Copy out all lines in the data below containing the string "trimmed".

Saved entries
_ _ _
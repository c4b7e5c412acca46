//! Position-tracking scanner over the SemVer 2.0.0 grammar.
//!
//! Validation happens inline during a single left-to-right pass. The
//! discrete-field path ([`scan_field`], used by `Version::from_parts`) runs
//! the same identifier routine over the supplied field, so the
//! character-class and leading-zero rules exist exactly once in this crate.

use crate::error::ParseError;

fn is_identifier_byte(byte: u8) -> bool {
    byte.is_ascii_alphanumeric() || byte == b'-'
}

/// The pieces of a successfully scanned composite version string.
///
/// Slices borrow from the (trimmed) input; identifier slices are listed
/// left-to-right in grammar order.
#[derive(Debug)]
pub(crate) struct Parts<'a> {
    pub(crate) text: &'a str,
    pub(crate) major: u64,
    pub(crate) minor: u64,
    pub(crate) patch: u64,
    pub(crate) pre_release: &'a str,
    pub(crate) build_metadata: &'a str,
    pub(crate) pre_release_identifiers: Vec<&'a str>,
    pub(crate) build_metadata_identifiers: Vec<&'a str>,
}

/// Scan a composite `MAJOR.MINOR.PATCH[-PRE][+BUILD]` string.
///
/// Surrounding whitespace is trimmed before scanning; empty or
/// whitespace-only input fails with [`ParseError::Empty`] before any
/// scanning happens.
pub(crate) fn parse(input: &str) -> Result<Parts<'_>, ParseError> {
    let input = input.trim();
    if input.is_empty() {
        return Err(ParseError::Empty);
    }

    let mut scanner = Scanner::new(input);

    let major = scanner.read_number()?;
    scanner.expect_dot("minor")?;
    let minor = scanner.read_number()?;
    scanner.expect_dot("patch")?;
    let patch = scanner.read_number()?;

    let mut pre_release = "";
    let mut build_metadata = "";
    let mut pre_release_identifiers = Vec::new();
    let mut build_metadata_identifiers = Vec::new();

    if scanner.eat(b'-') {
        let start = scanner.offset();
        pre_release_identifiers = scanner.read_identifier_run(true, Some(b'+'))?;
        pre_release = &input[start..scanner.offset()];
    }

    if scanner.eat(b'+') {
        let start = scanner.offset();
        build_metadata_identifiers = scanner.read_identifier_run(false, None)?;
        build_metadata = &input[start..scanner.offset()];
    }

    if scanner.peek().is_some() {
        return Err(scanner.unexpected_character());
    }

    Ok(Parts {
        text: input,
        major,
        minor,
        patch,
        pre_release,
        build_metadata,
        pre_release_identifiers,
        build_metadata_identifiers,
    })
}

/// Validate a discrete pre-release or build metadata field with the same
/// routine the composite scanner uses, returning its identifiers.
pub(crate) fn scan_field(field: &str, check_leading_zero: bool) -> Result<Vec<&str>, ParseError> {
    let mut scanner = Scanner::new(field);
    scanner.read_identifier_run(check_leading_zero, None)
}

struct Scanner<'a> {
    input: &'a str,
    pos: usize,
}

impl<'a> Scanner<'a> {
    fn new(input: &'a str) -> Self {
        Self { input, pos: 0 }
    }

    fn peek(&self) -> Option<u8> {
        self.input.as_bytes().get(self.pos).copied()
    }

    fn bump(&mut self) {
        self.pos += 1;
    }

    fn eat(&mut self, byte: u8) -> bool {
        if self.peek() == Some(byte) {
            self.bump();
            true
        } else {
            false
        }
    }

    fn offset(&self) -> usize {
        self.pos
    }

    /// Error for the character under the cursor, or for running out of
    /// input. The cursor only ever advances past ASCII, so it always sits
    /// on a character boundary.
    fn unexpected_character(&self) -> ParseError {
        match self.input[self.pos..].chars().next() {
            Some(found) => ParseError::UnexpectedCharacter {
                found,
                offset: self.pos,
            },
            None => ParseError::UnexpectedEnd { offset: self.pos },
        }
    }

    /// Read one numeric component: one or more decimal digits, no leading
    /// zero unless the value is exactly `0`, accumulated digit-by-digit
    /// with checked arithmetic.
    fn read_number(&mut self) -> Result<u64, ParseError> {
        let start = self.pos;
        while let Some(byte) = self.peek() {
            if byte.is_ascii_digit() {
                self.bump();
            } else {
                break;
            }
        }
        if self.pos == start {
            return Err(self.unexpected_character());
        }

        let digits = &self.input[start..self.pos];
        if digits.len() > 1 && digits.starts_with('0') {
            return Err(ParseError::LeadingZero {
                number: digits.to_string(),
                offset: start,
            });
        }

        let mut value: u64 = 0;
        for byte in digits.bytes() {
            value = value
                .checked_mul(10)
                .and_then(|v| v.checked_add(u64::from(byte - b'0')))
                .ok_or_else(|| ParseError::NumberTooLarge {
                    number: digits.to_string(),
                    offset: start,
                })?;
        }
        Ok(value)
    }

    /// Consume the `.` separating two numeric components.
    fn expect_dot(&mut self, component: &'static str) -> Result<(), ParseError> {
        match self.peek() {
            Some(b'.') => {
                self.bump();
                Ok(())
            }
            None => Err(ParseError::MissingComponent {
                component,
                offset: self.pos,
            }),
            Some(_) => Err(self.unexpected_character()),
        }
    }

    /// Read one identifier: non-empty, every byte in `[0-9A-Za-z-]`.
    ///
    /// With `check_leading_zero` set, an all-digit identifier must not
    /// start with `0` (unless it is exactly `0`) and must fit in a `u64`.
    fn read_identifier(&mut self, check_leading_zero: bool) -> Result<&'a str, ParseError> {
        let start = self.pos;
        while let Some(byte) = self.peek() {
            if is_identifier_byte(byte) {
                self.bump();
            } else {
                break;
            }
        }
        if self.pos == start {
            return Err(match self.peek() {
                Some(b'.') => ParseError::EmptyIdentifier { offset: self.pos },
                _ => self.unexpected_character(),
            });
        }

        let identifier = &self.input[start..self.pos];
        if check_leading_zero && identifier.bytes().all(|byte| byte.is_ascii_digit()) {
            if identifier.len() > 1 && identifier.starts_with('0') {
                return Err(ParseError::LeadingZero {
                    number: identifier.to_string(),
                    offset: start,
                });
            }
            if identifier.parse::<u64>().is_err() {
                return Err(ParseError::NumberTooLarge {
                    number: identifier.to_string(),
                    offset: start,
                });
            }
        }
        Ok(identifier)
    }

    /// Read a dot-delimited identifier run until `terminator` or end of
    /// input.
    fn read_identifier_run(
        &mut self,
        check_leading_zero: bool,
        terminator: Option<u8>,
    ) -> Result<Vec<&'a str>, ParseError> {
        let mut identifiers = Vec::new();
        loop {
            identifiers.push(self.read_identifier(check_leading_zero)?);
            match self.peek() {
                Some(b'.') => self.bump(),
                None => break,
                Some(byte) => {
                    if terminator == Some(byte) {
                        break;
                    }
                    return Err(self.unexpected_character());
                }
            }
        }
        Ok(identifiers)
    }
}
_ _ _
▶ _Worked solution_:
/// Slices borrow from the (trimmed) input; identifier slices are listed
/// Surrounding whitespace is trimmed before scanning; empty or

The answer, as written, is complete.